* _Exercise details_:
Only the lines below between the ones containing "return Vec::new();" and "signatures = partition(pages(24), SignatureCapacity::Unbounded);", inclusive, are to be reproduced, each exactly as it stands.
::::
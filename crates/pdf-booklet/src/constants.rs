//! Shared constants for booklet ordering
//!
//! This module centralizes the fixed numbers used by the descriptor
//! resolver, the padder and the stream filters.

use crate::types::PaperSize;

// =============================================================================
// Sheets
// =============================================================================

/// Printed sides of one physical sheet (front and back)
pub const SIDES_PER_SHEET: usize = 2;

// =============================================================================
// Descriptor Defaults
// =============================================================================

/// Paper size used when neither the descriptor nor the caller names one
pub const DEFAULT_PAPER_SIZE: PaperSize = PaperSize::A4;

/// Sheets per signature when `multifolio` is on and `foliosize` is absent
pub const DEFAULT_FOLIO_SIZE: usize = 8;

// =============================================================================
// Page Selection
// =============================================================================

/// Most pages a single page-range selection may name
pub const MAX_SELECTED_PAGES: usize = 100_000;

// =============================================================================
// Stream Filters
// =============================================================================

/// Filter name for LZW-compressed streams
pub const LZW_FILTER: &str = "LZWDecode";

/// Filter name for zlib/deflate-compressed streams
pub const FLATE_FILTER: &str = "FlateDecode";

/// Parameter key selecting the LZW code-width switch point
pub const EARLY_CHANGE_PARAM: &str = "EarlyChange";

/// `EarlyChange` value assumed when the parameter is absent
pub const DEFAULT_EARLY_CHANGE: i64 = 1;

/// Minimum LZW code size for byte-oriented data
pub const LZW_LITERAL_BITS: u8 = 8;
::::
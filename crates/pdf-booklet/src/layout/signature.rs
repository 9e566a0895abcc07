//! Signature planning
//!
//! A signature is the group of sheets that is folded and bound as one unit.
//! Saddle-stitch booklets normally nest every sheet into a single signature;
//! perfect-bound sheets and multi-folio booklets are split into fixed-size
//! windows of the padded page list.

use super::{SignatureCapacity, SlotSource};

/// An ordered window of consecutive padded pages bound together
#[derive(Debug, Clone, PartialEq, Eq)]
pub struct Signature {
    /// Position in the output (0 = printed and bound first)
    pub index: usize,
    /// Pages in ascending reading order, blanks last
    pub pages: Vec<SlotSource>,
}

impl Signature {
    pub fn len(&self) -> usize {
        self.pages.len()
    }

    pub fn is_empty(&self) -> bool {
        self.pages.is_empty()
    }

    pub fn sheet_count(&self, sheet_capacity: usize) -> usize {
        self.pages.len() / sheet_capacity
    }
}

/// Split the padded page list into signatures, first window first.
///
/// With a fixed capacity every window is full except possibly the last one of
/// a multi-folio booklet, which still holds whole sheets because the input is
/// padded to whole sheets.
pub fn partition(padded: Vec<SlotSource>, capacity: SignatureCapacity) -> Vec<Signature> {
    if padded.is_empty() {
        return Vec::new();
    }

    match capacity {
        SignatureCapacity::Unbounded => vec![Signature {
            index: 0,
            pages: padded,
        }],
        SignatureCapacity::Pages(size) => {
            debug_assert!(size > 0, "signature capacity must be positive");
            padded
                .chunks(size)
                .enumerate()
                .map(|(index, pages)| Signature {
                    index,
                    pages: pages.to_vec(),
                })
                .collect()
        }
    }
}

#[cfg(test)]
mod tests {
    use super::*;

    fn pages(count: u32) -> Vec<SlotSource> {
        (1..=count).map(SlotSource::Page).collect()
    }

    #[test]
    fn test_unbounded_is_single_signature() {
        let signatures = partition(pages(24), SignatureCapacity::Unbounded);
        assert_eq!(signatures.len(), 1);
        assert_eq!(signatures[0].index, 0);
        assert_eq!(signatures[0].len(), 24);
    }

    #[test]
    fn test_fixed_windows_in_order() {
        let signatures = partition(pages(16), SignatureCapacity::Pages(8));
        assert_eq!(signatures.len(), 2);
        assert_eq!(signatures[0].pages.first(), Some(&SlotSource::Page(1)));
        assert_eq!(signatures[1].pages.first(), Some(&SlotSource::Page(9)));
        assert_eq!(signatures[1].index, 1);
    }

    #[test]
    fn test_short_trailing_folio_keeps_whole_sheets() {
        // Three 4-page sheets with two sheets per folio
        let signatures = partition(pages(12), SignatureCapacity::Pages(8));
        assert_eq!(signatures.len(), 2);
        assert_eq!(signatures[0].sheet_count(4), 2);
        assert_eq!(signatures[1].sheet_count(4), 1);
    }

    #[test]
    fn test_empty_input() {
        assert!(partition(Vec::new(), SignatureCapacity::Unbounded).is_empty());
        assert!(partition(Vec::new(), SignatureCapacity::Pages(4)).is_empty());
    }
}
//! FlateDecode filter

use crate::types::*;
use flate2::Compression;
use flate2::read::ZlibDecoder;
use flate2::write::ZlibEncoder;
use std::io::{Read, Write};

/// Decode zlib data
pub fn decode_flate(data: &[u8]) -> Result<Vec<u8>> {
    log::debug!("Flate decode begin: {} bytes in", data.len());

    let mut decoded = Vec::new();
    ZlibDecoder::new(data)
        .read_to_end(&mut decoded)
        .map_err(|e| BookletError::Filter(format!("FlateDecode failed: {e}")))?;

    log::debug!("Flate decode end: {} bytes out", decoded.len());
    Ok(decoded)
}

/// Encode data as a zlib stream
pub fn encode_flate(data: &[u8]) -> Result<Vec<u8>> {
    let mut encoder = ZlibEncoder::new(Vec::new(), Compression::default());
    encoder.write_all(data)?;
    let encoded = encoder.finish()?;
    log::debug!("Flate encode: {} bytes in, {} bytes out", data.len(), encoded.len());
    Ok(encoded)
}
::::
* _Your response_:
        return Vec::new();
    }

    match capacity {
        SignatureCapacity::Unbounded => vec![Signature {
            index: 0,
            pages: padded,
        }],
        SignatureCapacity::Pages(size) => {
            debug_assert!(size > 0, "signature capacity must be positive");
            padded
                .chunks(size)
                .enumerate()
                .map(|(index, pages)| Signature {
                    index,
                    pages: pages.to_vec(),
                })
                .collect()
        }
    }
}

#[cfg(test)]
mod tests {
    use super::*;

    fn pages(count: u32) -> Vec<SlotSource> {
        (1..=count).map(SlotSource::Page).collect()
    }

    #[test]
    fn test_unbounded_is_single_signature() {
        let signatures = partition(pages(24), SignatureCapacity::Unbounded);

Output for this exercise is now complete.